[Data listing]:
=== Begin Enclosure ===
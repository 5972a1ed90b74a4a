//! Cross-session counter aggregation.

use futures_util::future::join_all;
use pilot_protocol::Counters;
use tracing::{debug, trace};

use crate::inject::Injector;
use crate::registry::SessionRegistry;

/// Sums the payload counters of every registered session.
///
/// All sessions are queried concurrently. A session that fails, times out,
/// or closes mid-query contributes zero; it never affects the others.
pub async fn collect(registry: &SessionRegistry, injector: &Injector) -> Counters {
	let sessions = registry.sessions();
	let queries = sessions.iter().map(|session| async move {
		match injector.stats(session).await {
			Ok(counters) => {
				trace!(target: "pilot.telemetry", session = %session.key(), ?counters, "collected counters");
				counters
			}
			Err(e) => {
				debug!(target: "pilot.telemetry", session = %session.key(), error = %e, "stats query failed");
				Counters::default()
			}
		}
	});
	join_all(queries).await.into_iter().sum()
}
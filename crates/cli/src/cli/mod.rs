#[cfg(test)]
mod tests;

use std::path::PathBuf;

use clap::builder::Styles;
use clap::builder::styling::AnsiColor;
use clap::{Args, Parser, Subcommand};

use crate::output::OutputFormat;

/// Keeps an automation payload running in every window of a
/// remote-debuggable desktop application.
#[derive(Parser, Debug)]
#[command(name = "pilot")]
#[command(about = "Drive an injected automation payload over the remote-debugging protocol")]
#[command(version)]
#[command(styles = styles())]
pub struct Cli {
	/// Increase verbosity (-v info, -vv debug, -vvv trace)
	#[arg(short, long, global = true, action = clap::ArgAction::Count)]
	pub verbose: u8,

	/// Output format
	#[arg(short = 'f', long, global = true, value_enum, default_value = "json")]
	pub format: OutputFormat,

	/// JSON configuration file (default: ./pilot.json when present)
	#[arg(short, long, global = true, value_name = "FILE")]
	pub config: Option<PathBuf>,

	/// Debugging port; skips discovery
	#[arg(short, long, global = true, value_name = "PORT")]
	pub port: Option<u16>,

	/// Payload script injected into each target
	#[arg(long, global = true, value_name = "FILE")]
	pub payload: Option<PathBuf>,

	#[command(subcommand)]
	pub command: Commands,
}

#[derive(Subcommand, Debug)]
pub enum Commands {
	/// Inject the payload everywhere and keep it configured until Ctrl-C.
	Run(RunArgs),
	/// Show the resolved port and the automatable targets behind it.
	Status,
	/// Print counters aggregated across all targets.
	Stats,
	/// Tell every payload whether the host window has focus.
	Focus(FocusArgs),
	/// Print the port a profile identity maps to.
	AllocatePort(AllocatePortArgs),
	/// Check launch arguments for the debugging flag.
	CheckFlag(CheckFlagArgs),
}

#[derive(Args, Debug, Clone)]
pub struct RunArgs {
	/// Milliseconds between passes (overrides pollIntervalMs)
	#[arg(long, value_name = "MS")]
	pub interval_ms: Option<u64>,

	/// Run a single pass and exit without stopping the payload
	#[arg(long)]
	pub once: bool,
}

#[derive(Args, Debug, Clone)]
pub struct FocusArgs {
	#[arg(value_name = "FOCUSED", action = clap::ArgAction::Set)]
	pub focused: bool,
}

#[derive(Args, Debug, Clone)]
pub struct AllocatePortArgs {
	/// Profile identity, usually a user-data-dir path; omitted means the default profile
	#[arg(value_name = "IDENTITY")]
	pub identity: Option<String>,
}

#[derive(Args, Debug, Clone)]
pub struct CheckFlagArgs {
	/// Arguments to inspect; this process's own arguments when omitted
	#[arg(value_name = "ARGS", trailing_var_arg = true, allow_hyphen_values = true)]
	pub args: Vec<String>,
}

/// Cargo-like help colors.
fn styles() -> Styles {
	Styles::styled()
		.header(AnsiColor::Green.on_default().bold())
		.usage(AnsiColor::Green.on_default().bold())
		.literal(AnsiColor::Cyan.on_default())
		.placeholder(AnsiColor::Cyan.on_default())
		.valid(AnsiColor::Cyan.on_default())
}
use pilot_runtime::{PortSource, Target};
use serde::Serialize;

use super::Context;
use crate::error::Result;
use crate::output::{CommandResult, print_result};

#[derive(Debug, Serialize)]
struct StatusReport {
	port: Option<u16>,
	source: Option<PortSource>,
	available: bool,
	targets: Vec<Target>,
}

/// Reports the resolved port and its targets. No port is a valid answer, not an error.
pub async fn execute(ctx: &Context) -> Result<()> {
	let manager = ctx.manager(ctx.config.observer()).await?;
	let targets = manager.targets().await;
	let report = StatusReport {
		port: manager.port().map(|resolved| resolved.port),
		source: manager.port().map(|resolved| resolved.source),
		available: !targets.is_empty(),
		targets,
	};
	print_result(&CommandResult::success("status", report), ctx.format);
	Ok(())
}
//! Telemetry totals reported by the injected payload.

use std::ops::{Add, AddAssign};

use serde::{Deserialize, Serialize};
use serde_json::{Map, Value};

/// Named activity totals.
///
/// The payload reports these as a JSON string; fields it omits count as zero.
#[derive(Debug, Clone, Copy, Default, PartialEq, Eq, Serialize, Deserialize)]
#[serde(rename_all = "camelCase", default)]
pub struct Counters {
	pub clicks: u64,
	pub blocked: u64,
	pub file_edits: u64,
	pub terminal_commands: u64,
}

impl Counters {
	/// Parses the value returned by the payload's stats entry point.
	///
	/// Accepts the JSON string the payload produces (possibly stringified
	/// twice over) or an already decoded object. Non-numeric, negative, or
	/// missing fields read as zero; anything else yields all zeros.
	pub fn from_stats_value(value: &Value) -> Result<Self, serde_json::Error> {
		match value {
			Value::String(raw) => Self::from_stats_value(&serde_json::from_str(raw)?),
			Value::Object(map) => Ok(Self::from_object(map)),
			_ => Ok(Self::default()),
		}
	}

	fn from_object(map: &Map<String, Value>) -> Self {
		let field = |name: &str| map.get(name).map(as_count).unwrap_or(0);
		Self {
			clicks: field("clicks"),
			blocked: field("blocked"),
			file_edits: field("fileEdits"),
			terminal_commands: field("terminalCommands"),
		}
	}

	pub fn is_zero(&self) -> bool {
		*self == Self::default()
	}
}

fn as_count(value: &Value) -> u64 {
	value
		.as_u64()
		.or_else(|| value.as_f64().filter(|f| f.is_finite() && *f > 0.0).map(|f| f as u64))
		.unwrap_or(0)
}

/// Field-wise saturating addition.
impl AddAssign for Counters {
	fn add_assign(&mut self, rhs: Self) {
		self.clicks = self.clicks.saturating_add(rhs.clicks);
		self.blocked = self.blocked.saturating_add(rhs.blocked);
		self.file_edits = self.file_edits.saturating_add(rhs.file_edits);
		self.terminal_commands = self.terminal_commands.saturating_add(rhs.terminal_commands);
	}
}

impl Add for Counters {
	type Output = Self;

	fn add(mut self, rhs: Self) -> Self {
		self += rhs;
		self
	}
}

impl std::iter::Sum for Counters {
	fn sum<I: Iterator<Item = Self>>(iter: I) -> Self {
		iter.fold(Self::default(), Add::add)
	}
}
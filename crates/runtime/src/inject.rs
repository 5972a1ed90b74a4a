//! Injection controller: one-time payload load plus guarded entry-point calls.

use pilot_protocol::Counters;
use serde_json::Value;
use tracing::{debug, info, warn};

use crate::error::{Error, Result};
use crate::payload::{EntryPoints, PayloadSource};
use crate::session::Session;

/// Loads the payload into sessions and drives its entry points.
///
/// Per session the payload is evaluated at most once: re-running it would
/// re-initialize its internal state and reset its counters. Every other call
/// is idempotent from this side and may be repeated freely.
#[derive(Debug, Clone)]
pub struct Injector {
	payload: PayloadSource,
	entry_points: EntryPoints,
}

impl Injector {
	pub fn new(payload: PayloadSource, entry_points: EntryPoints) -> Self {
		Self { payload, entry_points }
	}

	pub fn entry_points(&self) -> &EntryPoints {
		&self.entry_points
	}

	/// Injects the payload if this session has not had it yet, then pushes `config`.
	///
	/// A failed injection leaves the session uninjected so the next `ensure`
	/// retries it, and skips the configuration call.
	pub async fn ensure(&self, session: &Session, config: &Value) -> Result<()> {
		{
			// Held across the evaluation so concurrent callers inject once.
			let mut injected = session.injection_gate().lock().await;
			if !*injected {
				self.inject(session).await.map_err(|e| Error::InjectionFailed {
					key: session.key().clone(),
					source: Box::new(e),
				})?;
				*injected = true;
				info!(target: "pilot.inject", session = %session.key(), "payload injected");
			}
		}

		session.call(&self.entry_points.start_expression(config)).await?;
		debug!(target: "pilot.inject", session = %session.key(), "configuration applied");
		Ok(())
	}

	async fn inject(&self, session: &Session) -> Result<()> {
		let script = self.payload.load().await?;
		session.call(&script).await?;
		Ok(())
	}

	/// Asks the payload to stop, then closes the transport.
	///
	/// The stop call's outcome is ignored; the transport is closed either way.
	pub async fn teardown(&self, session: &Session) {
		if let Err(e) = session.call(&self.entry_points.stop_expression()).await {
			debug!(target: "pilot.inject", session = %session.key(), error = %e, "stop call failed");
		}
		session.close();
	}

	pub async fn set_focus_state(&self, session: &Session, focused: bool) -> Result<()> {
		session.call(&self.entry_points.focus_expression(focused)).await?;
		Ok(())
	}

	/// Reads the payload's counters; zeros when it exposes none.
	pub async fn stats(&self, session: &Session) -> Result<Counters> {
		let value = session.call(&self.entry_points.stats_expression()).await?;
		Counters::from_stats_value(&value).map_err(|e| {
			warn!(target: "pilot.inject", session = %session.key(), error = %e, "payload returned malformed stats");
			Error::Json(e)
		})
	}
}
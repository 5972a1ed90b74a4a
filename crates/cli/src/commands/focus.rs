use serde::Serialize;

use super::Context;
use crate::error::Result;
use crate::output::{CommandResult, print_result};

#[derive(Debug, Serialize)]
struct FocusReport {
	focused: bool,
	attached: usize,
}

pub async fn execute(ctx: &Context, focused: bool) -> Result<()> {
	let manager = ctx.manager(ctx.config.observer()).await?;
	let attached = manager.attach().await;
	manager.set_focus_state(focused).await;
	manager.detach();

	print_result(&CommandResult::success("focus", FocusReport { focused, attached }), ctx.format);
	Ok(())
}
=== End Enclosure ===
Using the entries above, output exactly the lines between the line holding "an injected automation" and the line holding "port; skips discovery", end lines included, and nothing more.

[Solution]:
#[command(about = "Drive an injected automation payload over the remote-debugging protocol")]
#[command(version)]
#[command(styles = styles())]
pub struct Cli {
	/// Increase verbosity (-v info, -vv debug, -vvv trace)
	#[arg(short, long, global = true, action = clap::ArgAction::Count)]
	pub verbose: u8,

	/// Output format
	#[arg(short = 'f', long, global = true, value_enum, default_value = "json")]
	pub format: OutputFormat,

	/// JSON configuration file (default: ./pilot.json when present)
	#[arg(short, long, global = true, value_name = "FILE")]
	pub config: Option<PathBuf>,

	/// Debugging port; skips discovery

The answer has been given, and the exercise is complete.